‘The Best Ever’. Three small words, yet they carry a ton of weight in today’s boxing landscape. When we survey the talent from past generations, each era has a list of candidates. And each candidate has a growing list of fans eager to plant their flag in the sand and declare their guy as the man! As great as they all were, each came with his own set of strengths and weaknesses. Some had speed, but no chin. Others had a chin and no power. Some were blessed with both power and speed, yet limited skill and stamina prevented them from reaching this peak. All of these talents were profound enough to put cheeks-in-seats, but at the highest level, star power alone isn’t quite enough to claim the mantle.
Enter Floyd Mayweather Jr. From the day he arrived in the sport expectations were high, and with each fight they seemed to grow higher. When assessing his overall value, there are a few key points of distinction that give him quite a bit of leverage in this conversation. A few legendary fighters were perceived to have had greater overall talents, but what the history books show that supports Mayweather from the rest of the pack, even in his older age is the never-ending list of immeasurable expectations and how they grew for him, yet diminished in the latter career stages for others.
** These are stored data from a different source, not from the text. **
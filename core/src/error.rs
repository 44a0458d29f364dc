//! Error types for the tunnel-config-core crate

use thiserror::Error;

#[derive(Error, Debug)]
pub enum Error {
    #[error("IO error: {0}")]
    Io(#[from] std::io::Error),

    #[error("Proxy '{0}' already exists")]
    DuplicateName(String),

    #[error("Invalid {field}: {value} (must be between 1 and 65535)")]
    InvalidPort { field: &'static str, value: u32 },

    #[error("Proxy '{0}' not found")]
    NotFound(String),

    #[error("Validation error: {0}")]
    Validation(String),

    #[error("Failed to restart '{unit}': {message}")]
    Process { unit: String, message: String },

    #[error("Command not found: {0}")]
    CommandNotFound(String),

    #[error("Configuration error: {0}")]
    Config(String),

    #[error("Serialization error: {0}")]
    Serialization(#[from] toml::ser::Error),

    #[error("Deserialization error: {0}")]
    Deserialization(#[from] toml::de::Error),
}

pub type Result<T> = std::result::Result<T, Error>;

impl Error {
    pub fn validation(msg: impl Into<String>) -> Self {
        Error::Validation(msg.into())
    }

    pub fn config(msg: impl Into<String>) -> Self {
        Error::Config(msg.into())
    }

    pub fn process(unit: impl Into<String>, msg: impl Into<String>) -> Self {
        Error::Process {
            unit: unit.into(),
            message: msg.into(),
        }
    }

    /// Stable tag for the error kind, used by callers for presentation
    pub fn kind(&self) -> &'static str {
        match self {
            Error::Io(_) => "io",
            Error::DuplicateName(_) => "duplicate-name",
            Error::InvalidPort { .. } => "invalid-port",
            Error::NotFound(_) => "not-found",
            Error::Validation(_) => "validation",
            Error::Process { .. } => "process",
            Error::CommandNotFound(_) => "command-not-found",
            Error::Config(_) => "config",
            Error::Serialization(_) | Error::Deserialization(_) => "config",
        }
    }
}
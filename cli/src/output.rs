//! CLI output for tunnel-config

use serde_json::{json, Value};
use std::path::Path;
use tunnel_config_core::{
    ChangeReport, Document, Error, Operation, ParseWarning, ProxyEntry, RestartOutcome,
};

fn local_endpoint(proxy: &ProxyEntry) -> String {
    match &proxy.local_address {
        Some(address) => format!("{}:{}", address, proxy.local_port),
        None => format!(":{}", proxy.local_port),
    }
}

/// Render the proxy list as an aligned table
pub fn format_proxy_table(doc: &Document) -> String {
    if doc.proxies.is_empty() {
        return "No proxies configured.".to_string();
    }

    let rows: Vec<[String; 5]> = doc
        .proxies
        .iter()
        .map(|p| {
            [
                p.name.clone(),
                p.protocol_type.to_string(),
                local_endpoint(p),
                p.remote_port.to_string(),
                p.custom_domains.join(","),
            ]
        })
        .collect();

    let header = ["NAME", "TYPE", "LOCAL", "REMOTE", "DOMAINS"];
    let mut widths = header.map(str::len);
    for row in &rows {
        for (width, cell) in widths.iter_mut().zip(row.iter()) {
            *width = (*width).max(cell.len());
        }
    }

    let render = |cells: [&str; 5]| -> String {
        let line: Vec<String> = cells
            .iter()
            .zip(widths.iter())
            .map(|(cell, width)| format!("{:<width$}", cell, width = *width))
            .collect();
        line.join("  ").trim_end().to_string()
    };

    let mut lines = vec![render(header)];
    for row in &rows {
        lines.push(render([
            row[0].as_str(),
            row[1].as_str(),
            row[2].as_str(),
            row[3].as_str(),
            row[4].as_str(),
        ]));
    }
    lines.join("\n")
}

/// Render one proxy as `key: value` lines
pub fn format_proxy(proxy: &ProxyEntry) -> String {
    let mut lines = vec![
        format!("name:        {}", proxy.name),
        format!("type:        {}", proxy.protocol_type),
    ];
    if let Some(address) = &proxy.local_address {
        lines.push(format!("local_ip:    {}", address));
    }
    lines.push(format!("local_port:  {}", proxy.local_port));
    lines.push(format!("remote_port: {}", proxy.remote_port));
    if !proxy.custom_domains.is_empty() {
        lines.push(format!("domains:     {}", proxy.custom_domains.join(", ")));
    }
    for (key, raw) in &proxy.extra {
        lines.push(format!("{}: {}", key, raw));
    }
    lines.join("\n")
}

fn restart_json(outcome: &RestartOutcome) -> Value {
    match outcome {
        RestartOutcome::Restarted => json!("restarted"),
        RestartOutcome::Skipped => json!("skipped"),
        RestartOutcome::Failed(message) => json!({ "failed": message }),
    }
}

fn warnings_json(warnings: &[ParseWarning]) -> Value {
    warnings
        .iter()
        .map(|w| json!({ "line": w.line, "message": w.message }))
        .collect()
}

pub fn change_json(
    operation: &Operation,
    report: &ChangeReport,
    artifact_path: &Path,
    unit: &str,
) -> Value {
    json!({
        "ok": true,
        "operation": operation.verb(),
        "proxy": operation.target(),
        "artifact": artifact_path.display().to_string(),
        "unit": unit,
        "restart": restart_json(&report.restart),
        "warnings": warnings_json(&report.warnings),
    })
}

pub fn error_json(error: &Error) -> Value {
    json!({
        "ok": false,
        "kind": error.kind(),
        "message": error.to_string(),
    })
}

fn print_warnings(warnings: &[ParseWarning]) {
    for warning in warnings {
        eprintln!("warning: {}", warning);
    }
}

pub fn print_document(
    doc: &Document,
    warnings: &[ParseWarning],
    as_json: bool,
) -> serde_json::Result<()> {
    if as_json {
        let value = json!({
            "common": doc.common,
            "proxies": doc.proxies,
            "warnings": warnings_json(warnings),
        });
        println!("{}", serde_json::to_string_pretty(&value)?);
    } else {
        print_warnings(warnings);
        println!("{}", format_proxy_table(doc));
    }
    Ok(())
}

pub fn print_proxy(proxy: &ProxyEntry, as_json: bool) -> serde_json::Result<()> {
    if as_json {
        println!("{}", serde_json::to_string_pretty(proxy)?);
    } else {
        println!("{}", format_proxy(proxy));
    }
    Ok(())
}

pub fn print_change(
    operation: &Operation,
    report: &ChangeReport,
    artifact_path: &Path,
    unit: &str,
    as_json: bool,
) -> serde_json::Result<()> {
    if as_json {
        let value = change_json(operation, report, artifact_path, unit);
        println!("{}", serde_json::to_string_pretty(&value)?);
        return Ok(());
    }

    print_warnings(&report.warnings);
    let past = match operation {
        Operation::Add(_) => "Added",
        Operation::Edit { .. } => "Updated",
        Operation::Delete { .. } => "Deleted",
    };
    println!(
        "{} proxy '{}' in {}",
        past,
        operation.target(),
        artifact_path.display()
    );
    match &report.restart {
        RestartOutcome::Restarted => println!("Restarted {}", unit),
        RestartOutcome::Skipped => println!("Restart skipped; run `tunnel-config restart` to apply"),
        RestartOutcome::Failed(message) => {
            eprintln!("The change was saved, but restarting {} failed: {}", unit, message);
            eprintln!("Retry with `tunnel-config restart` or `systemctl restart {}`", unit);
        }
    }
    Ok(())
}

pub fn print_clients(clients: &[String], dir: &Path, as_json: bool) -> serde_json::Result<()> {
    if as_json {
        println!("{}", serde_json::to_string_pretty(clients)?);
    } else if clients.is_empty() {
        println!("No client documents found in {}", dir.display());
    } else {
        for client in clients {
            println!("{}", client);
        }
    }
    Ok(())
}

pub fn print_status(unit: &str, active: bool, as_json: bool) -> serde_json::Result<()> {
    if as_json {
        let value = json!({ "unit": unit, "active": active });
        println!("{}", serde_json::to_string_pretty(&value)?);
    } else {
        println!("{}: {}", unit, if active { "active" } else { "inactive" });
    }
    Ok(())
}

pub fn print_error(error: &Error, as_json: bool) {
    if as_json {
        println!("{}", error_json(error));
    } else {
        eprintln!("tunnel-config: {}", error);
    }
}
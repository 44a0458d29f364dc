//! Tunnel service control via systemd

use crate::{Error, Result};
use std::process::{Command, Output};

/// Controls the service that runs a tunnel client
pub trait ProcessSupervisor {
    fn restart(&self, unit: &str) -> Result<()>;

    fn is_active(&self, unit: &str) -> Result<bool>;
}

/// Output from a command execution
#[derive(Debug, Clone)]
pub struct CommandOutput {
    pub exit_code: i32,
    pub stdout: String,
    pub stderr: String,
}

impl CommandOutput {
    pub fn success(&self) -> bool {
        self.exit_code == 0
    }
}

/// [`ProcessSupervisor`] that shells out to `systemctl`
#[derive(Debug, Clone)]
pub struct SystemdSupervisor {
    /// Binary used for unit control
    pub systemctl: String,
}

impl Default for SystemdSupervisor {
    fn default() -> Self {
        Self {
            systemctl: "systemctl".to_string(),
        }
    }
}

impl SystemdSupervisor {
    pub fn new() -> Self {
        Self::default()
    }

    pub fn with_binary(systemctl: impl Into<String>) -> Self {
        Self {
            systemctl: systemctl.into(),
        }
    }

    /// Run the control binary and capture output
    pub fn run_cmd(&self, args: &[&str]) -> Result<CommandOutput> {
        let output = Command::new(&self.systemctl).args(args).output().map_err(|e| {
            if e.kind() == std::io::ErrorKind::NotFound {
                Error::CommandNotFound(self.systemctl.clone())
            } else {
                Error::process(
                    args.last().copied().unwrap_or_default(),
                    format!("{} {}: {}", self.systemctl, args.join(" "), e),
                )
            }
        })?;

        Ok(parse_output(output))
    }

    pub fn build_restart_args(unit: &str) -> Vec<&str> {
        vec!["restart", unit]
    }

    pub fn build_is_active_args(unit: &str) -> Vec<&str> {
        vec!["is-active", "--quiet", unit]
    }
}

fn parse_output(output: Output) -> CommandOutput {
    CommandOutput {
        exit_code: output.status.code().unwrap_or(-1),
        stdout: String::from_utf8_lossy(&output.stdout).to_string(),
        stderr: String::from_utf8_lossy(&output.stderr).to_string(),
    }
}

fn check_unit(unit: &str) -> Result<()> {
    if unit.is_empty() || unit.starts_with('-') || unit.contains(char::is_whitespace) {
        return Err(Error::validation(format!("Invalid unit name '{}'", unit)));
    }
    Ok(())
}

impl ProcessSupervisor for SystemdSupervisor {
    fn restart(&self, unit: &str) -> Result<()> {
        check_unit(unit)?;
        let output = self.run_cmd(&Self::build_restart_args(unit))?;
        if !output.success() {
            let reason = match output.stderr.trim() {
                "" => format!("exit code {}", output.exit_code),
                stderr => stderr.to_string(),
            };
            return Err(Error::process(unit, reason));
        }
        Ok(())
    }

    fn is_active(&self, unit: &str) -> Result<bool> {
        check_unit(unit)?;
        let output = self.run_cmd(&Self::build_is_active_args(unit))?;
        Ok(output.success())
    }
}

#[cfg(test)]
mod tests {
    use super::*;

    #[test]
    fn test_restart_args() {
        assert_eq!(
            SystemdSupervisor::build_restart_args("frpc_home"),
            vec!["restart", "frpc_home"]
        );
        assert_eq!(
            SystemdSupervisor::build_is_active_args("frpc_home"),
            vec!["is-active", "--quiet", "frpc_home"]
        );
    }

    #[test]
    fn test_rejects_bad_unit_names() {
        let supervisor = SystemdSupervisor::with_binary("true");
        assert!(matches!(supervisor.restart(""), Err(Error::Validation(_))));
        assert!(matches!(supervisor.restart("--all"), Err(Error::Validation(_))));
        assert!(matches!(supervisor.is_active("a b"), Err(Error::Validation(_))));
    }

    #[test]
    fn test_missing_binary() {
        let supervisor = SystemdSupervisor::with_binary("definitely-not-a-real-systemctl");
        assert!(matches!(
            supervisor.restart("frpc"),
            Err(Error::CommandNotFound(_))
        ));
    }

    #[cfg(unix)]
    #[test]
    fn test_exit_status_mapping() {
        assert!(SystemdSupervisor::with_binary("true").restart("frpc").is_ok());
        assert!(SystemdSupervisor::with_binary("true").is_active("frpc").unwrap());

        let failing = SystemdSupervisor::with_binary("false");
        assert!(matches!(
            failing.restart("frpc"),
            Err(Error::Process { unit, .. }) if unit == "frpc"
        ));
        assert!(!failing.is_active("frpc").unwrap());
    }
}
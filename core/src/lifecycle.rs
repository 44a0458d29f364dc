//! Load, mutate, persist, and restart as one operation
//!
//! A document never outlives a single call: it is read from disk, changed in
//! memory once, written back through an atomic replace, and the tunnel
//! service is restarted so the running client picks up the change.

use crate::{
    parse_with_warnings, serialize, Document, FileStore, Operation, ParseWarning,
    ProcessSupervisor, Result,
};
use std::fmt;
use std::path::Path;

/// Progress of one change
#[derive(Debug, Clone, Copy, PartialEq, Eq)]
pub enum Stage {
    Idle,
    Loaded,
    Mutated,
    Persisted,
    Restarted,
    Done,
    Failed,
}

impl fmt::Display for Stage {
    fn fmt(&self, f: &mut fmt::Formatter<'_>) -> fmt::Result {
        let name = match self {
            Stage::Idle => "idle",
            Stage::Loaded => "loaded",
            Stage::Mutated => "mutated",
            Stage::Persisted => "persisted",
            Stage::Restarted => "restarted",
            Stage::Done => "done",
            Stage::Failed => "failed",
        };
        f.write_str(name)
    }
}

/// What happened to the service after the document was written
#[derive(Debug, Clone, PartialEq, Eq)]
pub enum RestartOutcome {
    Restarted,
    Skipped,
    /// The document change is on disk; only the restart needs retrying
    Failed(String),
}

/// Result of a successful change
#[derive(Debug, Clone)]
pub struct ChangeReport {
    /// Document as written to disk
    pub document: Document,
    /// Lines skipped while reading the previous document
    pub warnings: Vec<ParseWarning>,
    pub restart: RestartOutcome,
    pub stages: Vec<Stage>,
}

impl ChangeReport {
    pub fn restart_failed(&self) -> bool {
        matches!(self.restart, RestartOutcome::Failed(_))
    }
}

#[derive(Debug)]
struct Progress {
    stages: Vec<Stage>,
}

impl Progress {
    fn new() -> Self {
        Self {
            stages: vec![Stage::Idle],
        }
    }

    fn advance(&mut self, stage: Stage) {
        if let Some(prev) = self.stages.last() {
            log::debug!("{} -> {}", prev, stage);
        }
        self.stages.push(stage);
    }

    fn current(&self) -> Stage {
        self.stages.last().copied().unwrap_or(Stage::Idle)
    }
}

/// Sequences document changes against a file store and a service supervisor
#[derive(Debug, Clone)]
pub struct LifecycleCoordinator<F, P> {
    store: F,
    supervisor: P,
    restart_after_change: bool,
}

impl<F: FileStore, P: ProcessSupervisor> LifecycleCoordinator<F, P> {
    pub fn new(store: F, supervisor: P) -> Self {
        Self {
            store,
            supervisor,
            restart_after_change: true,
        }
    }

    pub fn with_restart(mut self, restart_after_change: bool) -> Self {
        self.restart_after_change = restart_after_change;
        self
    }

    pub fn store(&self) -> &F {
        &self.store
    }

    pub fn supervisor(&self) -> &P {
        &self.supervisor
    }

    /// Read and parse a document without changing it
    pub fn load(&self, artifact_path: &Path) -> Result<(Document, Vec<ParseWarning>)> {
        let text = self.store.read(artifact_path)?;
        let (document, warnings) = parse_with_warnings(&text);
        for warning in &warnings {
            log::warn!("{}: {}", artifact_path.display(), warning);
        }
        Ok((document, warnings))
    }

    /// Apply one operation to the document at `artifact_path` and restart `unit`.
    ///
    /// Errors before the write leave the file untouched. A failed restart does
    /// not fail the call; it is reported in [`ChangeReport::restart`].
    pub fn apply_change(
        &self,
        artifact_path: &Path,
        unit: &str,
        operation: &Operation,
    ) -> Result<ChangeReport> {
        let mut progress = Progress::new();
        match self.run(artifact_path, unit, operation, &mut progress) {
            Ok((document, warnings, restart)) => {
                progress.advance(Stage::Done);
                Ok(ChangeReport {
                    document,
                    warnings,
                    restart,
                    stages: progress.stages,
                })
            }
            Err(e) => {
                log::error!(
                    "{} '{}' failed after stage {}: {}",
                    operation.verb(),
                    operation.target(),
                    progress.current(),
                    e
                );
                progress.advance(Stage::Failed);
                Err(e)
            }
        }
    }

    fn run(
        &self,
        artifact_path: &Path,
        unit: &str,
        operation: &Operation,
        progress: &mut Progress,
    ) -> Result<(Document, Vec<ParseWarning>, RestartOutcome)> {
        let (loaded, warnings) = self.load(artifact_path)?;
        progress.advance(Stage::Loaded);

        let document = operation.apply(&loaded)?;
        progress.advance(Stage::Mutated);

        self.store
            .write_atomic(artifact_path, &serialize(&document))?;
        progress.advance(Stage::Persisted);
        log::info!(
            "{} '{}' written to {}",
            operation.verb(),
            operation.target(),
            artifact_path.display()
        );

        let restart = if self.restart_after_change {
            match self.supervisor.restart(unit) {
                Ok(()) => {
                    progress.advance(Stage::Restarted);
                    log::info!("Restarted {}", unit);
                    RestartOutcome::Restarted
                }
                Err(e) => {
                    log::warn!("Change saved but restarting {} failed: {}", unit, e);
                    RestartOutcome::Failed(e.to_string())
                }
            }
        } else {
            log::debug!("Restart of {} skipped", unit);
            RestartOutcome::Skipped
        };

        Ok((document, warnings, restart))
    }
}

#[cfg(test)]
mod tests {
    use super::*;
    use crate::{
        Error, LocalFileStore, ProtocolType, ProxyChanges, ProxyEntry, DEFAULT_LOCAL_IP,
    };
    use std::cell::RefCell;
    use std::collections::HashMap;
    use std::fs;
    use std::path::PathBuf;
    use tempfile::tempdir;

    const DOC: &str = r#"[common]
server_addr = "1.2.3.4"
server_port = 7000

[tcp_myclient_1]
name = "tcp_myclient_1"
type = "tcp"
local_ip = "127.0.0.1"
local_port = 8080
remote_port = 80
"#;

    #[derive(Default)]
    struct MemoryStore {
        files: RefCell<HashMap<PathBuf, String>>,
        fail_writes: bool,
    }

    impl MemoryStore {
        fn with(path: &Path, text: &str) -> Self {
            let store = Self::default();
            store
                .files
                .borrow_mut()
                .insert(path.to_path_buf(), text.to_string());
            store
        }

        fn get(&self, path: &Path) -> Option<String> {
            self.files.borrow().get(path).cloned()
        }
    }

    impl FileStore for MemoryStore {
        fn read(&self, path: &Path) -> Result<String> {
            self.get(path).ok_or_else(|| {
                Error::Io(std::io::Error::new(std::io::ErrorKind::NotFound, "missing"))
            })
        }

        fn write_atomic(&self, path: &Path, contents: &str) -> Result<()> {
            if self.fail_writes {
                return Err(Error::Io(std::io::Error::new(
                    std::io::ErrorKind::PermissionDenied,
                    "read-only",
                )));
            }
            self.files
                .borrow_mut()
                .insert(path.to_path_buf(), contents.to_string());
            Ok(())
        }
    }

    #[derive(Default)]
    struct RecordingSupervisor {
        restarted: RefCell<Vec<String>>,
        fail: bool,
    }

    impl ProcessSupervisor for RecordingSupervisor {
        fn restart(&self, unit: &str) -> Result<()> {
            if self.fail {
                return Err(Error::process(unit, "unit not loaded"));
            }
            self.restarted.borrow_mut().push(unit.to_string());
            Ok(())
        }

        fn is_active(&self, _unit: &str) -> Result<bool> {
            Ok(!self.fail)
        }
    }

    fn path() -> PathBuf {
        PathBuf::from("/etc/frp/frpc_myclient.toml")
    }

    fn add_http() -> Operation {
        Operation::Add(
            ProxyEntry::new("http_myclient_2", ProtocolType::Http, 8081, 8081)
                .with_custom_domains(["a.example.com"]),
        )
    }

    #[test]
    fn test_apply_add_persists_and_restarts() {
        let coordinator = LifecycleCoordinator::new(
            MemoryStore::with(&path(), DOC),
            RecordingSupervisor::default(),
        );

        let report = coordinator
            .apply_change(&path(), "frpc_myclient", &add_http())
            .unwrap();

        assert_eq!(report.restart, RestartOutcome::Restarted);
        assert_eq!(
            report.stages,
            vec![
                Stage::Idle,
                Stage::Loaded,
                Stage::Mutated,
                Stage::Persisted,
                Stage::Restarted,
                Stage::Done
            ]
        );
        assert_eq!(
            *coordinator.supervisor().restarted.borrow(),
            vec!["frpc_myclient"]
        );

        let written = coordinator.store().get(&path()).unwrap();
        assert!(written.contains("[http_myclient_2]"));
        assert!(written.contains("custom_domains = [\"a.example.com\"]"));
        assert_eq!(serialize(&crate::parse(&written)), written);
        assert_eq!(report.document.names(), vec!["tcp_myclient_1", "http_myclient_2"]);
    }

    #[test]
    fn test_mutation_failure_leaves_file_untouched() {
        let coordinator = LifecycleCoordinator::new(
            MemoryStore::with(&path(), DOC),
            RecordingSupervisor::default(),
        );
        let op = Operation::Delete {
            name: "ghost".to_string(),
        };

        let err = coordinator.apply_change(&path(), "frpc", &op).unwrap_err();
        assert!(matches!(err, Error::NotFound(_)));
        assert_eq!(coordinator.store().get(&path()).unwrap(), DOC);
        assert!(coordinator.supervisor().restarted.borrow().is_empty());
    }

    #[test]
    fn test_unreadable_artifact_is_io_error() {
        let coordinator =
            LifecycleCoordinator::new(MemoryStore::default(), RecordingSupervisor::default());
        let err = coordinator
            .apply_change(&path(), "frpc", &add_http())
            .unwrap_err();
        assert_eq!(err.kind(), "io");
    }

    #[test]
    fn test_write_failure_skips_restart() {
        let mut store = MemoryStore::with(&path(), DOC);
        store.fail_writes = true;
        let coordinator = LifecycleCoordinator::new(store, RecordingSupervisor::default());

        let err = coordinator
            .apply_change(&path(), "frpc", &add_http())
            .unwrap_err();
        assert!(matches!(err, Error::Io(_)));
        assert_eq!(coordinator.store().get(&path()).unwrap(), DOC);
        assert!(coordinator.supervisor().restarted.borrow().is_empty());
    }

    #[test]
    fn test_restart_failure_is_not_fatal() {
        let supervisor = RecordingSupervisor {
            fail: true,
            ..Default::default()
        };
        let coordinator = LifecycleCoordinator::new(MemoryStore::with(&path(), DOC), supervisor);

        let report = coordinator
            .apply_change(&path(), "frpc_myclient", &add_http())
            .unwrap();
        assert!(report.restart_failed());
        assert!(!report.stages.contains(&Stage::Restarted));
        assert!(coordinator
            .store()
            .get(&path())
            .unwrap()
            .contains("[http_myclient_2]"));
    }

    #[test]
    fn test_restart_can_be_skipped() {
        let coordinator = LifecycleCoordinator::new(
            MemoryStore::with(&path(), DOC),
            RecordingSupervisor::default(),
        )
        .with_restart(false);

        let report = coordinator
            .apply_change(&path(), "frpc", &add_http())
            .unwrap();
        assert_eq!(report.restart, RestartOutcome::Skipped);
        assert!(coordinator.supervisor().restarted.borrow().is_empty());
    }

    #[test]
    fn test_edit_and_delete_on_disk() {
        let dir = tempdir().unwrap();
        let artifact = dir.path().join("frpc_myclient.toml");
        fs::write(&artifact, DOC).unwrap();

        let coordinator =
            LifecycleCoordinator::new(LocalFileStore::new(), RecordingSupervisor::default());

        coordinator
            .apply_change(&artifact, "frpc_myclient", &add_http())
            .unwrap();

        let edit = Operation::Edit {
            name: "http_myclient_2".to_string(),
            changes: ProxyChanges {
                protocol_type: Some(ProtocolType::Tcp),
                ..Default::default()
            },
        };
        coordinator
            .apply_change(&artifact, "frpc_myclient", &edit)
            .unwrap();

        let (doc, _) = coordinator.load(&artifact).unwrap();
        let edited = doc.get("http_myclient_2").unwrap();
        assert!(edited.custom_domains.is_empty());
        assert_eq!(edited.local_address.as_deref(), Some(DEFAULT_LOCAL_IP));

        let delete = Operation::Delete {
            name: "tcp_myclient_1".to_string(),
        };
        let report = coordinator
            .apply_change(&artifact, "frpc_myclient", &delete)
            .unwrap();
        assert_eq!(report.document.names(), vec!["http_myclient_2"]);
        assert_eq!(report.document.common.get("server_addr"), Some("\"1.2.3.4\""));
        assert_eq!(report.document.common.get("server_port"), Some("7000"));
        assert_eq!(coordinator.supervisor().restarted.borrow().len(), 3);
    }
}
When you talk resume and records, four names often mentioned to be ‘The Best Ever’ include ‘Sugar’ Ray Robinson (151-21-9), Willie Pep (229-11-1), Henry Armstrong (151-21-9) and Julio Cesar Chavez Sr (108-6-2). The reason “expectations” play such a key role in consideration for ‘The Best Ever’ is simple. When we look at each of these men and parallel their resume with the expectations surrounding them at age 40, only one of them totally removed complications from the job of an oddsmaker. Despite looking less than himself, even at age 40, everyone on the welterweight landscape would enter the ring as a relative underdog against Mayweather today.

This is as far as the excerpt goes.